[What is expected]: Given the material below, output exactly the lines from the line with "has finished rendering" to the line with "Returns whether the", both ends included, and no other lines.

------------

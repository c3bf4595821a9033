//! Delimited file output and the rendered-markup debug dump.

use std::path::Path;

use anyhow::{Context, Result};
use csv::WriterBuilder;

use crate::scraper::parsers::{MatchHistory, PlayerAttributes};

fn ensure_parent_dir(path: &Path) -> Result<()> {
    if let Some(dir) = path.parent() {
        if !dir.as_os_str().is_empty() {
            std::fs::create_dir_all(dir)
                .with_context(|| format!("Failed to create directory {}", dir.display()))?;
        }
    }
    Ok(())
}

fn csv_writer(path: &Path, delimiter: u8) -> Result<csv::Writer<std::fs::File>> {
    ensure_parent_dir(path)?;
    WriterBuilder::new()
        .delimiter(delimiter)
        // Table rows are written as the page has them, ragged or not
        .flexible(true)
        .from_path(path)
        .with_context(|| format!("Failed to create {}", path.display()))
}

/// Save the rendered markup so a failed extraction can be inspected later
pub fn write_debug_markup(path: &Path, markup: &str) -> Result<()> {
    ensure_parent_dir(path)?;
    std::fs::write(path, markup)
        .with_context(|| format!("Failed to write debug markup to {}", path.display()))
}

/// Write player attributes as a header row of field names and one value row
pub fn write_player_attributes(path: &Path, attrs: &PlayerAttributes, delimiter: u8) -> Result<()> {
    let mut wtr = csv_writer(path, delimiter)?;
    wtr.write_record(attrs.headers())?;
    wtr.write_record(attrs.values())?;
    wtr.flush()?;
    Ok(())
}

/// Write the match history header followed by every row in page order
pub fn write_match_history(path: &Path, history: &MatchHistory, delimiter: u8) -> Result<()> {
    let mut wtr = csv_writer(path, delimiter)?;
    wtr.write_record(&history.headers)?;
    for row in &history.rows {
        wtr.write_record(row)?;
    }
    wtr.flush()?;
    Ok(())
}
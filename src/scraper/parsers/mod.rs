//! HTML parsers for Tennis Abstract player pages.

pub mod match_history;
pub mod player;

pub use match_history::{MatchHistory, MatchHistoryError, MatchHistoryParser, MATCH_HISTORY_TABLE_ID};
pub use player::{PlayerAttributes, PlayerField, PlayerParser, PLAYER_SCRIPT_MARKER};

------------

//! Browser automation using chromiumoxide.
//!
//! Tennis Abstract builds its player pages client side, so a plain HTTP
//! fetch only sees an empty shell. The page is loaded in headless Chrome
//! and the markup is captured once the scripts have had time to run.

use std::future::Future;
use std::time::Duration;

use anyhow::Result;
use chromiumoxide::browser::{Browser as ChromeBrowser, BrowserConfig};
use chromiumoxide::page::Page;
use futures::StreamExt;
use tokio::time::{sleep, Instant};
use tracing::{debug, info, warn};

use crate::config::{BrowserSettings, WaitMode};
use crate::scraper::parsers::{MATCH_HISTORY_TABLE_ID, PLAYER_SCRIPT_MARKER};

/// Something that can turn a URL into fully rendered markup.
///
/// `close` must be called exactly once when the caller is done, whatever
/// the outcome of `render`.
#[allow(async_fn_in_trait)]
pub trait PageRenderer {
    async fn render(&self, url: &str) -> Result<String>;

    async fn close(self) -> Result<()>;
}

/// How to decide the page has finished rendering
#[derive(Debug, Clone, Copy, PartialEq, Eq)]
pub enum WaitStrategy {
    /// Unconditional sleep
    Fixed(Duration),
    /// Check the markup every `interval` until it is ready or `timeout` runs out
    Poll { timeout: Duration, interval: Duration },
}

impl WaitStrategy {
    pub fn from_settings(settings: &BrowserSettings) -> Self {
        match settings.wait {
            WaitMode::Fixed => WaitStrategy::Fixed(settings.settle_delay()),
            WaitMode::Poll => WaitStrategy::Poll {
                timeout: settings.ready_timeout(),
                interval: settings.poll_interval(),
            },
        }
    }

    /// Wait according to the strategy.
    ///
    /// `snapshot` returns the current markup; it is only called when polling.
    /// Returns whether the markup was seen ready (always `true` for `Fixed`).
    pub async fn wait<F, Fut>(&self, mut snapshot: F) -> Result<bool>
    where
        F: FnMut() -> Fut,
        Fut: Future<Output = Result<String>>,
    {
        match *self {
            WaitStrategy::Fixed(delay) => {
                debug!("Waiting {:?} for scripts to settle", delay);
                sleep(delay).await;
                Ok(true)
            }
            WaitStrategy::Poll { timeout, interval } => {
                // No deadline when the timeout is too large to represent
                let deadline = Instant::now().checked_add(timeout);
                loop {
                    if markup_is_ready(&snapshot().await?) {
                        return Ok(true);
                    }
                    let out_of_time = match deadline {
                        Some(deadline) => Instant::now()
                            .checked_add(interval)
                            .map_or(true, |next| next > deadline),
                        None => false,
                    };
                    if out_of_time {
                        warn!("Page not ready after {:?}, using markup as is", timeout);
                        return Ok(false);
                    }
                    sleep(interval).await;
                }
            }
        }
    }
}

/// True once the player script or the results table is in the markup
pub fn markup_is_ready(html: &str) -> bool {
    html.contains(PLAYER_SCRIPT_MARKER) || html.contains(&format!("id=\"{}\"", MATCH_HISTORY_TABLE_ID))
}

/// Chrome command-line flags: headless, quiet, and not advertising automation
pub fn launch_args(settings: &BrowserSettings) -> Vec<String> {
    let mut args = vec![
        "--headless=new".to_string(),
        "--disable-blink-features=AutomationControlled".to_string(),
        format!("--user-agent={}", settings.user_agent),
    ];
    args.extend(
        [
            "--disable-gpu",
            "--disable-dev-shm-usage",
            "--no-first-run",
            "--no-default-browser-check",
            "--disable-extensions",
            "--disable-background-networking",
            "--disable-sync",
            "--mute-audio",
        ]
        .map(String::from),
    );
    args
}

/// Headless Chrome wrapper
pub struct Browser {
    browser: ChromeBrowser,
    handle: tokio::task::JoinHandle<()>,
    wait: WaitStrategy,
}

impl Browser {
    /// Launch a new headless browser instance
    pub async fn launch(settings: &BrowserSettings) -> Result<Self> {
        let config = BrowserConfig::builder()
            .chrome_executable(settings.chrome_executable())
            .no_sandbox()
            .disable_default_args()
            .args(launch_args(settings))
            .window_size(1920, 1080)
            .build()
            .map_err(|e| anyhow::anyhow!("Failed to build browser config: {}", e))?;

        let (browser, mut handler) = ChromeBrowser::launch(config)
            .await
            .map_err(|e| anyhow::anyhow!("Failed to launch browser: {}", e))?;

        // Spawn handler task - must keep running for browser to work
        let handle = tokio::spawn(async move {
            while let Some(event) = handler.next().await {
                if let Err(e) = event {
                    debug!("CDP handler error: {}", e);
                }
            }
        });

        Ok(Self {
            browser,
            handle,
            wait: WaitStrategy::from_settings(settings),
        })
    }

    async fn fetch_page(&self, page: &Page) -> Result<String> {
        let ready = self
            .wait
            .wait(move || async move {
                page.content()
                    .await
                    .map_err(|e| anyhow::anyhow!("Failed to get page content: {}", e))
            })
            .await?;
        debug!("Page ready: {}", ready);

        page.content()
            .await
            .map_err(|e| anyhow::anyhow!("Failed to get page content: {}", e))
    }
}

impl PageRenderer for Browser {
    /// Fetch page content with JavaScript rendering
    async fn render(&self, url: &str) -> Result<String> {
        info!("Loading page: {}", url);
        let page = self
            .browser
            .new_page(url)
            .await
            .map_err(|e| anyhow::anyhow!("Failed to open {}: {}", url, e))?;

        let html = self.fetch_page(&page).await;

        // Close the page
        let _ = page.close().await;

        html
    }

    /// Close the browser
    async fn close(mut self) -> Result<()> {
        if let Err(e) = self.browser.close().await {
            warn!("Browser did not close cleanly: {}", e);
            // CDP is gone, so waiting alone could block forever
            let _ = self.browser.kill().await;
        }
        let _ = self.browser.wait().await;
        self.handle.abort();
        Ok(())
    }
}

------------

[Task answer]:
/// How to decide the page has finished rendering
#[derive(Debug, Clone, Copy, PartialEq, Eq)]
pub enum WaitStrategy {
    /// Unconditional sleep
    Fixed(Duration),
    /// Check the markup every `interval` until it is ready or `timeout` runs out
    Poll { timeout: Duration, interval: Duration },
}

impl WaitStrategy {
    pub fn from_settings(settings: &BrowserSettings) -> Self {
        match settings.wait {
            WaitMode::Fixed => WaitStrategy::Fixed(settings.settle_delay()),
            WaitMode::Poll => WaitStrategy::Poll {
                timeout: settings.ready_timeout(),
                interval: settings.poll_interval(),
            },
        }
    }

    /// Wait according to the strategy.
    ///
    /// `snapshot` returns the current markup; it is only called when polling.
    /// Returns whether the markup was seen ready (always `true` for `Fixed`).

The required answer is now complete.